Même si certains médias s’en sortent plus ou moins correctement à l’instar de Mosaïque FM (infos sportives et culturelles pertinentes) et HannibalTV (en versant dans un populisme que visiblement rien ne peut arrêter), ça se limite à certaines thématiques. Le crédit qu’on leur accord n’allait pas plus loin que ça!

Le manque de crédibilité est arrivé au point que les tunisiens doutent ouvertement même des prévisions météorologiques.

Même l’arrivée de ShemsFm et ExpressFM ont eues du mal à changer ce doute constant.

Le départ de Ben Ali a permis de voir les médias tunisiens sous un autre jour : toujours aussi confus certes mais plus libres et entreprenant.

Seulement, le manque d’informations dont disposaient les médias durant la période écoulée a fait qu’il y a eu des ratés et une certaine cacophonie.

Forcément, la peur de voir la désinformation organisée reprendre ses droits à laquelle on ajoute un zeste de théorie du complot, aboutissent à la naissance des prémices d’une paranoïa générale.

Au même moment, apparaissaient les Citoyens Journalistes de tout bords. Même si les journalistes leur contesteront ce patronyme (à juste titre d’ailleurs) il n’en reste pas moins, que le manque de foi des tunisiens en leurs médias les a poussé à chercher l’information ailleurs.

In Facebook we trust…même si c’est à moitié!

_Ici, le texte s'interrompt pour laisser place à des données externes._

//! The instruction-set catalog: the single source of truth mapping an
//! opcode to its mnemonic, category, encoding type, and latency.
//!
//! The assembler and the decoder both consult this table rather than each
//! hand-deriving a notion of "what shape is this instruction" — that
//! consistency is the whole point of having one catalog instead of two.

/// Which functional-unit category an instruction belongs to.
#[derive(Debug, Clone, Copy, PartialEq, Eq, Hash)]
pub enum Category {
    /// Integer ALU operations.
    Arithmetic,
    /// Floating-point ALU operations.
    FloatingPoint,
    /// Memory loads and stores.
    LoadStore,
    /// Conditional and unconditional control transfer.
    Control,
}

/// Which of the three 32-bit layouts an instruction uses.
#[derive(Debug, Clone, Copy, PartialEq, Eq, Hash)]
pub enum EncodingType {
    /// `opcode[31:26] Rd[25:21] Rs[20:16] Rt[15:11] Shamt[10:6] Funct[5:0]`
    R,
    /// `opcode[31:26] Rd[25:21] Rs[20:16] Immediate[15:0]`
    I,
    /// `opcode[31:26] Address[25:0]`
    J,
}

/// One row of the instruction-set catalog.
#[derive(Debug, Clone, Copy, PartialEq, Eq)]
pub struct InstructionInfo {
    /// The 6-bit opcode value.
    pub opcode: u32,
    /// The assembler mnemonic, lowercase, as it appears in source.
    pub mnemonic: &'static str,
    /// Functional-unit category.
    pub category: Category,
    /// Bit layout of the 32-bit word.
    pub encoding: EncodingType,
    /// Cycles the owning functional unit spends executing this instruction.
    pub latency: u32,
}

macro_rules! row {
    ($opcode:expr, $mnemonic:expr, $category:ident, $encoding:ident, $latency:expr) => {
        InstructionInfo {
            opcode: $opcode,
            mnemonic: $mnemonic,
            category: Category::$category,
            encoding: EncodingType::$encoding,
            latency: $latency,
        }
    };
}

/// The full catalog, ordered by opcode within each range for readability;
/// lookup does not depend on this ordering.
pub const CATALOG: &[InstructionInfo] = &[
    // Arithmetic: 0x00-0x10
    row!(0x00, "add", Arithmetic, R, 2),
    row!(0x01, "addu", Arithmetic, R, 2),
    row!(0x02, "addi", Arithmetic, I, 2),
    row!(0x03, "addiu", Arithmetic, I, 2),
    row!(0x04, "sub", Arithmetic, R, 2),
    row!(0x05, "subi", Arithmetic, I, 2),
    row!(0x06, "subu", Arithmetic, R, 2),
    row!(0x07, "mul", Arithmetic, R, 4),
    row!(0x08, "shl", Arithmetic, R, 2),
    row!(0x09, "shli", Arithmetic, I, 2),
    row!(0x0A, "shr", Arithmetic, R, 2),
    row!(0x0B, "shri", Arithmetic, I, 2),
    row!(0x0C, "and", Arithmetic, R, 2),
    row!(0x0D, "andi", Arithmetic, I, 2),
    row!(0x0E, "or", Arithmetic, R, 2),
    row!(0x0F, "ori", Arithmetic, I, 2),
    row!(0x10, "cmp", Arithmetic, R, 2),
    // FloatingPoint: 0x12-0x15
    row!(0x12, "fadd", FloatingPoint, R, 8),
    row!(0x13, "fsub", FloatingPoint, R, 8),
    row!(0x14, "fmul", FloatingPoint, R, 8),
    row!(0x15, "fdiv", FloatingPoint, R, 8),
    // LoadStore: 0x20-0x25
    row!(0x20, "lw", LoadStore, I, 1),
    row!(0x21, "sw", LoadStore, I, 1),
    row!(0x22, "lli", LoadStore, I, 1),
    row!(0x23, "sli", LoadStore, I, 1),
    row!(0x24, "lui", LoadStore, I, 1),
    row!(0x25, "sui", LoadStore, I, 1),
    // Control: 0x30-0x34
    row!(0x30, "beq", Control, I, 1),
    row!(0x31, "bne", Control, I, 1),
    row!(0x32, "blt", Control, I, 1),
    row!(0x33, "bgt", Control, I, 1),
    row!(0x34, "j", Control, J, 1),
];

/// Byte value that marks the end of the program in instruction memory; a
/// fetched word equal to this sentinel repeated across all four bytes
/// terminates fetching without being treated as an error.
pub const END_OF_PROGRAM_SENTINEL_BYTE: u8 = 0x77;

/// A fetched word made entirely of the sentinel byte, i.e. what an
/// untouched, sentinel-filled region of instruction memory decodes to.
pub const END_OF_PROGRAM_WORD: u32 = u32::from_be_bytes([
    END_OF_PROGRAM_SENTINEL_BYTE,
    END_OF_PROGRAM_SENTINEL_BYTE,
    END_OF_PROGRAM_SENTINEL_BYTE,
    END_OF_PROGRAM_SENTINEL_BYTE,
]);

/// Looks up catalog info by opcode.
#[must_use]
pub fn lookup_by_opcode(opcode: u32) -> Option<&'static InstructionInfo> {
    CATALOG.iter().find(|row| row.opcode == opcode)
}

/// Looks up catalog info by mnemonic (case-sensitive, lowercase as written).
#[must_use]
pub fn lookup_by_mnemonic(mnemonic: &str) -> Option<&'static InstructionInfo> {
    CATALOG.iter().find(|row| row.mnemonic == mnemonic)
}

#[cfg(test)]
mod tests {
    use super::*;

    #[test]
    fn every_mnemonic_is_unique() {
        let mut seen = std::collections::HashSet::new();
        for row in CATALOG {
            assert!(seen.insert(row.mnemonic), "duplicate mnemonic {}", row.mnemonic);
        }
    }

    #[test]
    fn every_opcode_is_unique() {
        let mut seen = std::collections::HashSet::new();
        for row in CATALOG {
            assert!(seen.insert(row.opcode), "duplicate opcode {:#x}", row.opcode);
        }
    }

    #[test]
    fn lookup_by_opcode_finds_add() {
        let info = lookup_by_opcode(0x00).expect("add should be in the catalog");
        assert_eq!(info.mnemonic, "add");
        assert_eq!(info.category, Category::Arithmetic);
    }

    #[test]
    fn lookup_by_mnemonic_finds_jump() {
        let info = lookup_by_mnemonic("j").expect("j should be in the catalog");
        assert_eq!(info.encoding, EncodingType::J);
        assert_eq!(info.category, Category::Control);
    }

    #[test]
    fn unknown_opcode_is_none() {
        assert!(lookup_by_opcode(0xFF).is_none());
    }

    #[test]
    fn end_of_program_word_is_four_sentinel_bytes() {
        assert_eq!(END_OF_PROGRAM_WORD, 0x7777_7777);
    }
}
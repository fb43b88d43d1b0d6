//! Decode stage: turns each fetched operation's raw word into a decoded
//! [`crate::isa::encoding::Instruction`], or reports a decode error.

use crate::channel::BoundedChannel;
use crate::common::{SimError, SimResult};
use crate::isa::encoding;
use crate::stats::GlobalStats;

use super::super::operation::Operation;

/// Decodes operations drawn from `inbound`, pushing successfully decoded
/// ones to `outbound`. A word that doesn't match any catalog opcode is
/// reported as a [`SimError::Decode`] rather than silently dropped.
#[derive(Debug, Default)]
pub struct Decode {
    units: usize,
}

impl Decode {
    /// Creates a decode stage with `units` parallel decoders.
    #[must_use]
    pub fn new(units: usize) -> Self {
        Self { units: units.max(1) }
    }

    /// Advances decode by one cycle, decoding up to `units` operations. Each
    /// decoded operation records a `DE<lane>` stage event, `lane` being the
    /// decoder instance (0-indexed) that serviced it this cycle.
    pub fn tick(
        &mut self,
        inbound: &mut BoundedChannel<Operation>,
        outbound: &mut BoundedChannel<Operation>,
        stats: &mut GlobalStats,
        cycle: u64,
    ) -> SimResult<()> {
        for lane in 0..self.units {
            if outbound.is_full() {
                return Ok(());
            }
            let Some(mut op) = inbound.try_take() else { return Ok(()) };
            inbound.release();
            let decoded = encoding::decode(op.raw).ok_or_else(|| SimError::Decode {
                address: op.address,
                word: op.raw,
                reason: "opcode not present in the instruction catalog".to_string(),
            })?;
            op.decoded = Some(decoded);
            stats.record_stage_event(op.id, format!("DE{lane}"), cycle, cycle);
            outbound.try_add(op).expect("checked is_full above");
        }
        Ok(())
    }
}

#[cfg(test)]
mod tests {
    use super::*;
    use crate::isa::catalog;
    use crate::isa::encoding::{encode, Instruction, OperandForm};

    fn add_word() -> u32 {
        let info = catalog::lookup_by_mnemonic("add").expect("add in catalog");
        encode(&Instruction { info, operands: OperandForm::R { rd: 1, rs: 2, rt: 3, shamt: 0, funct: 0 } })
    }

    #[test]
    fn decode_fills_in_the_decoded_form() {
        let mut inbound = BoundedChannel::new(4);
        let mut outbound = BoundedChannel::new(4);
        inbound.try_add(Operation::fetched(0, 0, add_word())).expect("add");
        let mut decode = Decode::new(1);
        let mut stats = GlobalStats::new();
        decode.tick(&mut inbound, &mut outbound, &mut stats, 1).expect("decodes");
        let op = outbound.try_take().expect("decoded op present");
        assert!(op.decoded.is_some());
        assert_eq!(stats.timeline[&0][0].stage_id.as_ref(), "DE0");
    }

    #[test]
    fn decode_reports_unknown_opcode_as_error() {
        let mut inbound = BoundedChannel::new(4);
        let mut outbound = BoundedChannel::new(4);
        inbound.try_add(Operation::fetched(0, 0, 0xFFFF_FFFF)).expect("add");
        let mut decode = Decode::new(1);
        let mut stats = GlobalStats::new();
        let result = decode.tick(&mut inbound, &mut outbound, &mut stats, 1);
        assert!(matches!(result, Err(SimError::Decode { .. })));
    }

    #[test]
    fn decode_stalls_when_outbound_channel_is_full() {
        let mut inbound = BoundedChannel::new(4);
        let mut outbound = BoundedChannel::new(1);
        outbound.try_add(Operation::fetched(9, 0, add_word())).expect("prefill");
        inbound.try_add(Operation::fetched(0, 0, add_word())).expect("add");
        let mut decode = Decode::new(1);
        let mut stats = GlobalStats::new();
        decode.tick(&mut inbound, &mut outbound, &mut stats, 1).expect("no error, just stalls");
        assert_eq!(inbound.len(), 1);
    }
}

2 millions de tunisiens, soit 20 % de la population tunisienne, possèdent un compte Facebook. Ça en fait un média puissant, surtout qu’il diffuse 24h/24
Les tunisiens sont allé chercher l’information sur internet tout en sachant que la source n’était jamais clairement identifiée.

Quelques fois, c’était Aljazerra ..qui elle-même avait repris des “infos” sur facebook. D’autres fois aucune source mentionnée, juste “un haut responsable”, “une personne sur place”.

A partir du moment que les médias n’ont plus aucune crédibilité et que AlJazeera va chercher ses news sur le net en les mettant au conditionnel, le tunisien se sent presque obligé de s’informer sur Facebook et Twitter.

Même si tout le monde semble se méfier de ces informations qui tombent visiblement de nulle part ou de “sources sûres”, il n’en est pas moins qu’ils la partagent!

La preuve, une capture d’écran assez surréaliste!

1/ L’abondance d’information est une situation nouvelle pour le tunisien. Alors que d’habitude, on avait une news intéressante par semaine, pendant deux semaines, il en tombait une par minute.
A partir de là, et malgré le passage d’un état de rareté à un état d’abondance, le réflexe est demeuré le même: Partager, parce que c’est intéressant! Multipliez ça par 2 millions, et une rumeur deviendra une vérité absolue.

2/ Internet est le premier espace de “conversation nombriliste” : On aime bien discuter avec les gens mais on aime bien aussi avoir le dessus en sortant l’info le premier dans son cercle d’influence (à comprendre ses amis sur facebook) Donc, quand on tombe sur une histoire même à moitié plausible, ça flatte de voir une discussion se déclencher sur son mur.

Tout ça finira par se calmer si…

> Les médias commencent à jouer leur rôle en informant le plus rapidement possible et en apportant un œil critique à l’information.

> Le gouvernement organise sa communication via des points de presse quotidiens.